ACTION ITEM - In the records below, find the line holding "let sideways = self.up.cross(facing).normalize();" and the line holding "pub struct OrbitCameraBounds". Set down both, with every line between them, exactly.

++++ DATA TO PROCESS ++++

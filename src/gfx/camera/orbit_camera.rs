use super::camera_utils::{convert_matrix4_to_array, Camera, CameraUniform};
use cgmath::*;

/// Remaps clip-space depth from OpenGL's [-1, 1] to wgpu's [0, 1].
///
/// `Matrix4::new` takes column-major arguments: the third column scales z,
/// the fourth adds the half-w offset (z' = 0.5z + 0.5w, w' = w).
#[rustfmt::skip]
pub const OPENGL_TO_WGPU_MATRIX: cgmath::Matrix4<f32> = cgmath::Matrix4::new(
    1.0, 0.0, 0.0, 0.0,
    0.0, 1.0, 0.0, 0.0,
    0.0, 0.0, 0.5, 0.0,
    0.0, 0.0, 0.5, 1.0,
);

/// Distance covered per frame while a movement key is held.
///
/// Fixed per-tick step (speed x nominal delta), not scaled by measured
/// elapsed time, so flight speed follows the display refresh rate.
pub const FLY_SPEED: f32 = 2.0;
pub const FLY_DELTA: f32 = 0.1;

/// Y-up orbit camera parameterized by pitch/yaw/distance around a target
#[derive(Debug, Clone, Copy)]
pub struct OrbitCamera {
    pub distance: f32,
    pub pitch: f32,
    pub yaw: f32,
    pub eye: Vector3<f32>,
    pub target: Vector3<f32>,
    pub up: Vector3<f32>,
    pub bounds: OrbitCameraBounds,
    pub aspect: f32,
    pub fovy: Rad<f32>,
    pub znear: f32,
    pub zfar: f32,
    pub uniform: CameraUniform,
}

impl Camera for OrbitCamera {
    fn build_view_projection_matrix(&self) -> Matrix4<f32> {
        let eye = Point3::from_vec(self.eye);
        let target = Point3::from_vec(self.target);
        let view = Matrix4::look_at_rh(eye, target, self.up);
        let proj =
            OPENGL_TO_WGPU_MATRIX * perspective(self.fovy, self.aspect, self.znear, self.zfar);
        proj * view
    }
}

impl OrbitCamera {
    pub fn new(distance: f32, pitch: f32, yaw: f32, target: Vector3<f32>, aspect: f32) -> Self {
        let mut camera = Self {
            distance,
            pitch,
            yaw,
            eye: Vector3::zero(), // derived in update()
            target,
            up: Vector3::unit_y(),
            bounds: OrbitCameraBounds::default(),
            aspect,
            fovy: Deg(75.0).into(),
            znear: 0.1,
            zfar: 1000.0,
            uniform: CameraUniform::default(),
        };
        camera.update();
        camera
    }

    /// Builds an orbit camera looking from `eye` towards `target`
    pub fn from_eye(eye: Vector3<f32>, target: Vector3<f32>, aspect: f32) -> Self {
        let offset = eye - target;
        let distance = offset.magnitude().max(f32::EPSILON);
        let pitch = (offset.y / distance).clamp(-1.0, 1.0).asin();
        let yaw = offset.x.atan2(offset.z);
        Self::new(distance, pitch, yaw, target, aspect)
    }

    /// Unit vector from the eye towards the target
    pub fn forward(&self) -> Vector3<f32> {
        (self.target - self.eye).normalize()
    }

    pub fn set_distance(&mut self, distance: f32) {
        self.distance = distance.clamp(
            self.bounds.min_distance.unwrap_or(f32::EPSILON),
            self.bounds.max_distance.unwrap_or(f32::MAX),
        );
        self.update();
    }

    /// Multiplicative zoom, so the feel is consistent at any distance
    pub fn add_distance(&mut self, delta: f32) {
        self.set_distance(self.distance + delta * self.distance.max(0.25));
    }

    pub fn set_pitch(&mut self, pitch: f32) {
        self.pitch = pitch.clamp(self.bounds.min_pitch, self.bounds.max_pitch);
        self.update();
    }

    pub fn add_pitch(&mut self, delta: f32) {
        self.set_pitch(self.pitch + delta);
    }

    pub fn set_yaw(&mut self, yaw: f32) {
        self.yaw = yaw;
        self.update();
    }

    pub fn add_yaw(&mut self, delta: f32) {
        self.set_yaw(self.yaw + delta);
    }

    /// Applies one frame of free flight from held movement keys.
    ///
    /// Displaces the eye along the camera-relative forward/right axes by a
    /// fixed step, then re-aims the orbit target to sit one unit ahead of the
    /// new eye position, so the camera always looks straight ahead after a
    /// manual move. This intentionally overrides any prior orbit target.
    pub fn fly(&mut self, forward: bool, backward: bool, left: bool, right: bool) {
        if !(forward || backward || left || right) {
            return;
        }

        let step = FLY_SPEED * FLY_DELTA;
        let facing = self.forward();
        let sideways = self.up.cross(facing).normalize();

        let mut displacement = Vector3::zero();
        if forward {
            displacement += facing * step;
        }
        if backward {
            displacement -= facing * step;
        }
        if left {
            displacement += sideways * step;
        }
        if right {
            displacement -= sideways * step;
        }

        // Keep pitch/yaw: the facing direction is unchanged, only the pivot
        // moves. Distance collapses to 1 so the eye lands exactly where the
        // displacement put it.
        self.target = self.eye + displacement + facing;
        self.distance = 1.0;
        self.update();
    }

    /// Updates the camera after changing `distance`, `pitch` or `yaw`.
    fn update(&mut self) {
        self.eye =
            calculate_cartesian_eye_position(self.pitch, self.yaw, self.distance, self.target);
    }

    pub fn resize_projection(&mut self, width: u32, height: u32) {
        self.aspect = width as f32 / height.max(1) as f32;
    }

    pub fn update_view_proj(&mut self) {
        self.uniform.view_position = [self.eye.x, self.eye.y, self.eye.z, 1.0];
        self.uniform.view_proj = convert_matrix4_to_array(self.build_view_projection_matrix());
    }
}

#[derive(Debug, Clone, Copy)]
pub struct OrbitCameraBounds {
    pub min_distance: Option<f32>,
    pub max_distance: Option<f32>,
    pub min_pitch: f32,
    pub max_pitch: f32,
}

impl Default for OrbitCameraBounds {
    fn default() -> Self {
        Self {
            min_distance: Some(0.1),
            max_distance: Some(64.0),
            min_pitch: -std::f32::consts::PI / 2.0 + f32::EPSILON,
            max_pitch: std::f32::consts::PI / 2.0 - f32::EPSILON,
        }
    }
}

fn calculate_cartesian_eye_position(
    pitch: f32,
    yaw: f32,
    distance: f32,
    target: Vector3<f32>,
) -> Vector3<f32> {
    Vector3::new(
        distance * yaw.sin() * pitch.cos(),
        distance * pitch.sin(),
        distance * yaw.cos() * pitch.cos(),
    ) + target
}

#[cfg(test)]
mod tests {
    use super::*;
    use crate::gfx::picking::Ray;

    fn approx(a: Vector3<f32>, b: Vector3<f32>) -> bool {
        (a - b).magnitude() < 1e-4
    }

    #[test]
    fn test_from_eye_recovers_position() {
        let eye = Vector3::new(0.0, 2.0, 5.0);
        let camera = OrbitCamera::from_eye(eye, Vector3::zero(), 1.5);
        assert!(approx(camera.eye, eye));
        assert!(approx(camera.target, Vector3::zero()));
    }

    #[test]
    fn test_fly_forward_moves_along_facing() {
        let mut camera = OrbitCamera::from_eye(Vector3::new(0.0, 2.0, 5.0), Vector3::zero(), 1.5);
        let facing = camera.forward();
        let eye_before = camera.eye;

        camera.fly(true, false, false, false);

        let step = FLY_SPEED * FLY_DELTA;
        assert!(approx(camera.eye, eye_before + facing * step));
        // Target re-aimed one unit ahead of the new eye.
        assert!(approx(camera.target, camera.eye + facing));
    }

    #[test]
    fn test_fly_opposite_keys_cancel() {
        let mut camera = OrbitCamera::from_eye(Vector3::new(0.0, 2.0, 5.0), Vector3::zero(), 1.5);
        let eye_before = camera.eye;
        let facing_before = camera.forward();

        camera.fly(true, true, true, true);

        assert!(approx(camera.eye, eye_before));
        assert!(approx(camera.forward(), facing_before));
    }

    #[test]
    fn test_no_keys_is_a_noop() {
        let mut camera = OrbitCamera::from_eye(Vector3::new(0.0, 2.0, 5.0), Vector3::zero(), 1.5);
        let before = (camera.eye, camera.target, camera.distance);
        camera.fly(false, false, false, false);
        assert_eq!(before, (camera.eye, camera.target, camera.distance));
    }

    #[test]
    fn test_depth_remap_preserves_w() {
        // Column-major literal: z' = 0.5z + 0.5w, w' = w.
        let near = OPENGL_TO_WGPU_MATRIX * Vector4::new(0.3, -0.7, -1.0, 1.0);
        assert!(near.z.abs() < 1e-6);
        assert!((near.w - 1.0).abs() < 1e-6);

        let far = OPENGL_TO_WGPU_MATRIX * Vector4::new(0.0, 0.0, 1.0, 1.0);
        assert!((far.z - 1.0).abs() < 1e-6);
        assert!((far.w - 1.0).abs() < 1e-6);
    }

    #[test]
    fn test_screen_center_ray_matches_camera_forward() {
        // Unprojecting through the full view-projection (depth remap
        // included) must give a ray that looks where the camera looks,
        // not up and behind it.
        let camera = OrbitCamera::from_eye(Vector3::new(0.0, 2.0, 5.0), Vector3::zero(), 16.0 / 9.0);
        let ray = Ray::from_screen(640.0, 360.0, 1280.0, 720.0, camera.build_view_projection_matrix())
            .unwrap();
        assert!(approx(ray.direction, camera.forward()));
    }

    #[test]
    fn test_pitch_is_clamped() {
        let mut camera = OrbitCamera::new(5.0, 0.0, 0.0, Vector3::zero(), 1.0);
        camera.set_pitch(10.0);
        assert!(camera.pitch <= camera.bounds.max_pitch);
        camera.set_pitch(-10.0);
        assert!(camera.pitch >= camera.bounds.min_pitch);
    }
}
use crate::wgpu_utils::{binding_types, BindGroupLayoutBuilder, BindGroupLayoutWithDesc};

/// Per-object transform uniform, bound in both the shadow and scene passes
#[repr(C)]
#[derive(Copy, Clone, Debug, bytemuck::Pod, bytemuck::Zeroable)]
pub struct ModelUniform {
    pub model: [[f32; 4]; 4],
}

impl ModelUniform {
    pub fn bind_group_layout(device: &wgpu::Device) -> BindGroupLayoutWithDesc {
        BindGroupLayoutBuilder::new()
            .next_binding_vertex(binding_types::uniform())
            .create(device, "model bind group layout")
    }
}

/// Per-object shading parameters
///
/// `params.x` switches texture sampling on, `params.y` switches the normal
/// map on. Both are 0 or 1 so the same pipeline renders textured and plain
/// objects.
#[repr(C)]
#[derive(Copy, Clone, Debug, bytemuck::Pod, bytemuck::Zeroable)]
pub struct MaterialUniform {
    pub base_color: [f32; 4],
    pub params: [f32; 4],
}

impl MaterialUniform {
    pub fn new(color: [f32; 3], textured: bool) -> Self {
        let flag = if textured { 1.0 } else { 0.0 };
        Self {
            base_color: [color[0], color[1], color[2], 1.0],
            params: [flag, flag, 0.0, 0.0],
        }
    }

    /// Material UBO plus diffuse and normal maps with their samplers
    pub fn bind_group_layout(device: &wgpu::Device) -> BindGroupLayoutWithDesc {
        BindGroupLayoutBuilder::new()
            .next_binding_fragment(binding_types::uniform())
            .next_binding_fragment(binding_types::texture_2d())
            .next_binding_fragment(binding_types::sampler(wgpu::SamplerBindingType::Filtering))
            .next_binding_fragment(binding_types::texture_2d())
            .next_binding_fragment(binding_types::sampler(wgpu::SamplerBindingType::Filtering))
            .create(device, "material bind group layout")
    }
}

#[cfg(test)]
mod tests {
    use super::*;

    #[test]
    fn test_textured_flag_drives_params() {
        let plain = MaterialUniform::new([0.2, 0.4, 0.6], false);
        assert_eq!(plain.params[0], 0.0);

        let textured = MaterialUniform::new([0.2, 0.4, 0.6], true);
        assert_eq!(textured.params[0], 1.0);
        assert_eq!(textured.base_color, [0.2, 0.4, 0.6, 1.0]);
    }
}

++++

TASK SOLUTION -
        let sideways = self.up.cross(facing).normalize();

        let mut displacement = Vector3::zero();
        if forward {
            displacement += facing * step;
        }
        if backward {
            displacement -= facing * step;
        }
        if left {
            displacement += sideways * step;
        }
        if right {
            displacement -= sideways * step;
        }

        // Keep pitch/yaw: the facing direction is unchanged, only the pivot
        // moves. Distance collapses to 1 so the eye lands exactly where the
        // displacement put it.
        self.target = self.eye + displacement + facing;
        self.distance = 1.0;
        self.update();
    }

    /// Updates the camera after changing `distance`, `pitch` or `yaw`.
    fn update(&mut self) {
        self.eye =
            calculate_cartesian_eye_position(self.pitch, self.yaw, self.distance, self.target);
    }

    pub fn resize_projection(&mut self, width: u32, height: u32) {
        self.aspect = width as f32 / height.max(1) as f32;
    }

    pub fn update_view_proj(&mut self) {
        self.uniform.view_position = [self.eye.x, self.eye.y, self.eye.z, 1.0];
        self.uniform.view_proj = convert_matrix4_to_array(self.build_view_projection_matrix());
    }
}

#[derive(Debug, Clone, Copy)]
pub struct OrbitCameraBounds {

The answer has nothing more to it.